Процесс моего воскрешения длился около недели. Я пил свежую
кровь мелких зверьков, живших под землей, – любых, каких только удавалось
поймать. Потом начал потихоньку выбираться на поверхность, где можно было
раздобыть крыс. Теперь для меня не представляло трудности отлавливать кошек, а
там и рукой было подать до настоящей человеческой жертвы, хотя мне пришлось
ждать довольно долго, пока наконец я нашел то, что нужно, – человека,
который убивал других смертных и не испытывал при этом ни сожаления, ни
раскаяния.
В конце концов такой человек появился. Еще молодой мужчина с
подернутой сединой бородой, убивший себе подобного далеко отсюда, на другом
краю света, шел возле самой ограды. О, это был настоящий убийца. Как прекрасен
был вкус настоящей человеческой крови!
Украсть необходимую одежду из близлежащих домов и достать
спрятанные мною на кладбище Лафайет золото и драгоценности не представляло
проблемы.
Кое-что меня, конечно же, иногда пугало. Запах бензина и
химикатов вызывал у меня слабость. Гудение кондиционеров и рев моторов
реактивных самолетов над головой казались оглушительными.
Но уже на третью ночь после своего воскрешения я с шумом и
грохотом гонял по Новому Орлеану на большом черном мотоцикле «Харлей-Дэвидсон»

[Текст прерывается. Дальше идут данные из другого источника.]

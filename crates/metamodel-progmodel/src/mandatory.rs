use metamodel_kernel::{
    Facet, FacetFactory, FacetValue, FeatureType, FeatureTypes, MetamodelError, Precedence,
    ProcessMethodContext, ProcessParameterContext, facet_type,
};

/// Properties and scalar parameters are mandatory unless declared optional.
#[derive(Debug, Default)]
pub struct MandatoryFacetDefaultFactory;

fn mandatory_by_default() -> Facet {
    Facet::new(facet_type::MANDATORY, Precedence::Default, FacetValue::Flag(true))
}

impl FacetFactory for MandatoryFacetDefaultFactory {
    fn feature_types(&self) -> FeatureTypes {
        FeatureTypes::PROPERTIES_ONLY.union(FeatureTypes::PARAMETERS_ONLY)
    }

    fn process_method(&self, ctx: &mut ProcessMethodContext<'_>) -> Result<(), MetamodelError> {
        ctx.add_facet(mandatory_by_default());
        Ok(())
    }

    fn process_params(&self, ctx: &mut ProcessParameterContext<'_>) -> Result<(), MetamodelError> {
        if ctx.feature_type() == FeatureType::ActionParameterScalar {
            ctx.add_facet(mandatory_by_default());
        }
        Ok(())
    }
}
impl FacetFactory for ActionAnnotationFacetFactory {
    fn feature_types(&self) -> FeatureTypes {
        FeatureTypes::ACTIONS_ONLY
    }

    fn process_method(&self, ctx: &mut ProcessMethodContext<'_>) -> Result<(), MetamodelError> {
        let method = ctx.method();
        let action = method.annotation(annotation::ACTION);

        let contributed = if ctx.is_mixin_main() {
            let (feature_type, conflict) = contributed_as(method);
            let precedence = match feature_type {
                FeatureType::Action if action.is_none() => Precedence::Default,
                _ => Precedence::Explicit,
            };
            let mut contributing = Facet::new(
                facet_type::CONTRIBUTING,
                precedence,
                FacetValue::Text(feature_type.as_str().to_string()),
            );
            if let Some(conflict) = conflict {
                contributing = contributing.with_metadata_error(conflict);
            }
            ctx.add_facet(contributing);
            feature_type
        } else {
            FeatureType::Action
        };

        let kind = match contributed {
            FeatureType::Action => InvocationKind::ForAction,
            _ => InvocationKind::ForMixedInPropertyOrCollection,
        };
        ctx.add_facet(Facet::new(
            facet_type::ACTION_INVOCATION,
            Precedence::Default,
            FacetValue::Invocation {
                method: method.name.clone(),
                kind,
            },
        ));
        if contributed != FeatureType::Action {
            // events and semantics come from the property or collection factory
            return Ok(());
        }

        ctx.add_facet(domain_event(
            action,
            facet_type::ACTION_DOMAIN_EVENT,
            DEFAULT_ACTION_DOMAIN_EVENT,
        ));

        let semantics = match action.and_then(|action| action.attr_str("semantics")) {
            None => Facet::new(
                facet_type::ACTION_SEMANTICS,
                Precedence::Default,
                FacetValue::Text(DEFAULT_ACTION_SEMANTICS.to_string()),
            ),
            Some(declared) if ACTION_SEMANTICS.contains(&declared) => Facet::new(
                facet_type::ACTION_SEMANTICS,
                Precedence::Explicit,
                FacetValue::Text(declared.to_string()),
            ),
            Some(other) => Facet::new(
                facet_type::ACTION_SEMANTICS,
                Precedence::Default,
                FacetValue::Text(DEFAULT_ACTION_SEMANTICS.to_string()),
            )
            .with_metadata_error(format!("@Action(semantics) has unknown value '{other}'")),
        };
        ctx.add_facet(semantics);

        if let Some(hidden) = action.and_then(hidden) {
            ctx.add_facet(hidden);
        }
        Ok(())
    }
}

/// Whether `ctx` is a `feature_type` member, or a mixin main method contributed as one.
fn targets(ctx: &ProcessMethodContext<'_>, feature_type: FeatureType) -> bool {
    ctx.feature_type() == feature_type
        || (ctx.is_mixin_main() && contributed_as(ctx.method()).0 == feature_type)
}

/// Domain event, editing, optionality and visibility of properties.
#[derive(Debug, Default)]
pub struct PropertyAnnotationFacetFactory;

impl FacetFactory for PropertyAnnotationFacetFactory {
    fn feature_types(&self) -> FeatureTypes {
        FeatureTypes::PROPERTIES_AND_ACTIONS
    }

    fn process_method(&self, ctx: &mut ProcessMethodContext<'_>) -> Result<(), MetamodelError> {
        if !targets(ctx, FeatureType::Property) {
            return Ok(());
        }
        let property = ctx.method().annotation(annotation::PROPERTY);
        ctx.add_facet(domain_event(
            property,
            facet_type::PROPERTY_DOMAIN_EVENT,
            DEFAULT_PROPERTY_DOMAIN_EVENT,
        ));
        let Some(property) = property else {
            return Ok(());
        };

        match property.attr_str("editing") {
            None | Some("AS_CONFIGURED") => {}
            Some("ENABLED") => {
                ctx.add_facet(Facet::new(
                    facet_type::DISABLED,
                    Precedence::Explicit,
                    FacetValue::Flag(false),
                ));
            }
            Some("DISABLED") => {
                ctx.add_facet(Facet::new(
                    facet_type::DISABLED,
                    Precedence::Explicit,
                    FacetValue::Flag(true),
                ));
            }
            Some(other) => {
                ctx.add_facet(
                    Facet::new(facet_type::DISABLED, Precedence::Fallback, FacetValue::Flag(false))
                        .with_metadata_error(format!(
                            "@Property(editing) has unknown value '{other}'"
                        )),
                );
            }
        }
        if let Some(mandatory) = optionality(property) {
            ctx.add_facet(mandatory);
        }
        if let Some(hidden) = hidden(property) {
            ctx.add_facet(hidden);
        }
        Ok(())
    }
}

/// Domain event and visibility of collections.
#[derive(Debug, Default)]
pub struct CollectionAnnotationFacetFactory;

impl FacetFactory for CollectionAnnotationFacetFactory {
    fn feature_types(&self) -> FeatureTypes {
        FeatureTypes::COLLECTIONS_ONLY.union(FeatureTypes::ACTIONS_ONLY)
    }

    fn process_method(&self, ctx: &mut ProcessMethodContext<'_>) -> Result<(), MetamodelError> {
        if !targets(ctx, FeatureType::Collection) {
            return Ok(());
        }
        let collection = ctx.method().annotation(annotation::COLLECTION);
        ctx.add_facet(domain_event(
            collection,
            facet_type::COLLECTION_DOMAIN_EVENT,
            DEFAULT_COLLECTION_DOMAIN_EVENT,
        ));
        if let Some(hidden) = collection.and_then(hidden) {
            ctx.add_facet(hidden);
        }
        Ok(())
    }
}
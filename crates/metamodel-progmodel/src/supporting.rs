//! Supporting methods: `hideX`, `disableX`, `validateX`, `defaultX` and `choicesX`.
//!
//! Each is claimed from the method pool for the member it supports, so none
//! of them is mistaken for an action. Parameter support methods carry the
//! parameter index: `default0PlaceOrder`, `choices1PlaceOrder`.

use metamodel_kernel::naming::capitalize;
use metamodel_kernel::{
    Capabilities, Facet, FacetFactory, FacetType, FacetValue, FeatureType, FeatureTypes,
    MetamodelError, MethodDescriptor, MethodRemover, Precedence, ProcessMethodContext,
    ProcessParameterContext, facet_type,
};

pub const SUPPORTING_METHOD_PREFIXES: &[&str] =
    &["hide", "disable", "validate", "default", "choices"];

/// Removes the first remaining method called `name` that `accepts` allows.
fn claim(
    remover: &mut dyn MethodRemover,
    name: &str,
    accepts: impl Fn(&MethodDescriptor) -> bool,
) -> Option<MethodDescriptor> {
    remover
        .remove_methods(&|method| method.name == name && accepts(method))
        .into_iter()
        .next()
}

fn supporting(facet_type: FacetType, method: MethodDescriptor) -> Facet {
    Facet::new(facet_type, Precedence::Explicit, FacetValue::Method(method.name))
}

#[derive(Debug, Default)]
pub struct SupportingMethodsFacetFactory;

impl FacetFactory for SupportingMethodsFacetFactory {
    fn feature_types(&self) -> FeatureTypes {
        FeatureTypes::MEMBERS.union(FeatureTypes::PARAMETERS_ONLY)
    }

    fn process_method(&self, ctx: &mut ProcessMethodContext<'_>) -> Result<(), MetamodelError> {
        let member = capitalize(ctx.holder().name());
        let member_method = ctx.method();
        let no_args = |method: &MethodDescriptor| method.parameters.is_empty();

        if let Some(hide) = claim(ctx.remover(), &format!("hide{member}"), |method| {
            no_args(method) && method.return_type.is_boolean()
        }) {
            ctx.add_facet(supporting(facet_type::HIDE_FOR_CONTEXT, hide));
        }
        if let Some(disable) = claim(ctx.remover(), &format!("disable{member}"), |method| {
            no_args(method) && method.return_type.is_string()
        }) {
            ctx.add_facet(supporting(facet_type::DISABLE_FOR_CONTEXT, disable));
        }

        match ctx.feature_type() {
            FeatureType::Property => {
                let value_type = &member_method.return_type;
                let validates_value = |method: &MethodDescriptor| {
                    method.parameters.len() == 1 && method.parameters[0].type_ref == *value_type
                };
                if let Some(validate) =
                    claim(ctx.remover(), &format!("validate{member}"), validates_value)
                {
                    ctx.add_facet(supporting(facet_type::VALIDATE, validate));
                }
                if let Some(default) = claim(ctx.remover(), &format!("default{member}"), no_args) {
                    ctx.add_facet(supporting(facet_type::DEFAULTS, default));
                }
                if let Some(choices) = claim(ctx.remover(), &format!("choices{member}"), no_args) {
                    ctx.add_facet(supporting(facet_type::CHOICES, choices));
                }
            }
            FeatureType::Action => {
                let parameter_types = member_method.parameter_types();
                let validates_arguments =
                    |method: &MethodDescriptor| method.parameter_types() == parameter_types;
                if let Some(validate) =
                    claim(ctx.remover(), &format!("validate{member}"), validates_arguments)
                {
                    ctx.add_facet(supporting(facet_type::VALIDATE, validate));
                }
            }
            _ => {}
        }
        Ok(())
    }

    fn process_params(&self, ctx: &mut ProcessParameterContext<'_>) -> Result<(), MetamodelError> {
        let action = capitalize(&ctx.method().name);
        let index = ctx.param_index();
        let no_args = |method: &MethodDescriptor| method.parameters.is_empty();

        if let Some(default) = claim(ctx.remover(), &format!("default{index}{action}"), no_args) {
            ctx.add_facet(supporting(facet_type::DEFAULTS, default));
        }
        if let Some(choices) = claim(ctx.remover(), &format!("choices{index}{action}"), no_args) {
            ctx.add_facet(supporting(facet_type::CHOICES, choices));
        }
        Ok(())
    }

    fn capabilities(&self) -> Capabilities<'_> {
        Capabilities::none().with_method_prefixes(SUPPORTING_METHOD_PREFIXES)
    }
}
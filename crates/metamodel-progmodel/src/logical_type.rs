//! Logical type names and their uniqueness across the metamodel.

use metamodel_kernel::descriptor::annotation;
use metamodel_kernel::{
    Capabilities, Facet, FacetFactory, FacetHolder, FacetValue, FeatureTypes, Identifier,
    MetaModelRefiner, MetaModelValidator, MetamodelError, ObjectSpecIdFacetFactory,
    ObjectSpecification, Precedence, ProcessClassContext, ValidationFailure, ValidationFailures,
    ValidatorComposite, facet_type, failure_class,
};
use std::collections::BTreeMap;

const LOGICAL_TYPE_ANNOTATIONS: [&str; 3] = [
    annotation::DOMAIN_OBJECT,
    annotation::DOMAIN_SERVICE,
    annotation::VALUE,
];

/// Installs the logical type name: `logicalTypeName` from the class
/// annotation when present, otherwise the fully qualified class name.
#[derive(Debug)]
pub struct LogicalTypeFacetFactory {
    unique_logical_types: bool,
}

impl LogicalTypeFacetFactory {
    /// With `unique_logical_types`, contributes a [`LogicalTypeUniquenessValidator`].
    pub fn new(unique_logical_types: bool) -> Self {
        Self {
            unique_logical_types,
        }
    }
}

impl FacetFactory for LogicalTypeFacetFactory {
    fn feature_types(&self) -> FeatureTypes {
        FeatureTypes::OBJECTS_ONLY
    }

    fn capabilities(&self) -> Capabilities<'_> {
        Capabilities::none()
            .with_object_spec_id(self)
            .with_validator_refiner(self)
    }
}

impl ObjectSpecIdFacetFactory for LogicalTypeFacetFactory {
    fn process_object_spec_id(
        &self,
        ctx: &mut ProcessClassContext<'_>,
    ) -> Result<(), MetamodelError> {
        let class = ctx.class();
        let declared = LOGICAL_TYPE_ANNOTATIONS.iter().find_map(|name| {
            class
                .annotation(name)
                .and_then(|annotation| annotation.attr_str("logicalTypeName"))
        });
        let facet = match declared {
            Some(name) => Facet::new(
                facet_type::LOGICAL_TYPE,
                Precedence::Explicit,
                FacetValue::Text(name.to_string()),
            ),
            None => Facet::new(
                facet_type::LOGICAL_TYPE,
                Precedence::Inferred,
                FacetValue::Text(class.name.clone()),
            ),
        };
        ctx.add_facet(facet);
        Ok(())
    }
}

impl MetaModelRefiner for LogicalTypeFacetFactory {
    fn refine_programming_model(&self, validators: &mut ValidatorComposite) {
        if self.unique_logical_types {
            validators.add(Box::new(LogicalTypeUniquenessValidator::default()));
        }
    }
}

/// Fails every specification whose logical type name another specification also uses.
///
/// Names are collected in `visit` and compared in `finalize`.
#[derive(Debug, Default)]
pub struct LogicalTypeUniquenessValidator {
    owners: BTreeMap<String, Vec<(String, Identifier)>>,
}

impl MetaModelValidator for LogicalTypeUniquenessValidator {
    fn visit(&mut self, spec: &ObjectSpecification, _failures: &mut ValidationFailures) {
        if spec.bean_sort().is_mixin() {
            return;
        }
        self.owners
            .entry(spec.logical_type_name().to_string())
            .or_default()
            .push((spec.type_name().to_string(), spec.identifier().clone()));
    }

    fn finalize(&mut self, failures: &mut ValidationFailures) {
        for (logical_type, owners) in std::mem::take(&mut self.owners) {
            if owners.len() < 2 {
                continue;
            }
            let names: Vec<&str> = owners
                .iter()
                .map(|(type_name, _)| type_name.as_str())
                .collect();
            for (type_name, identifier) in &owners {
                failures.record(ValidationFailure::new(
                    failure_class::LOGICAL_TYPE_COLLISION,
                    type_name.as_str(),
                    identifier,
                    format!(
                        "logical type name '{logical_type}' is used by more than one type: {}",
                        names.join(", ")
                    ),
                ));
            }
        }
    }
}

в поисках других убийц, чтобы напиться их крови. На мне была одежда из блестящей
черной кожи, которую я снял со своих жертв, а в кармане лежал плейер фирмы
«Сони», из наушников которого мне в уши лились прекрасные звуки фуги Баха,
неизменно сопровождавшие меня в метаниях по городу.
Я вновь стал прежним вампиром Лестатом. Я вернулся к
активной жизни. Новый Орлеан вновь превратился в территорию для охоты.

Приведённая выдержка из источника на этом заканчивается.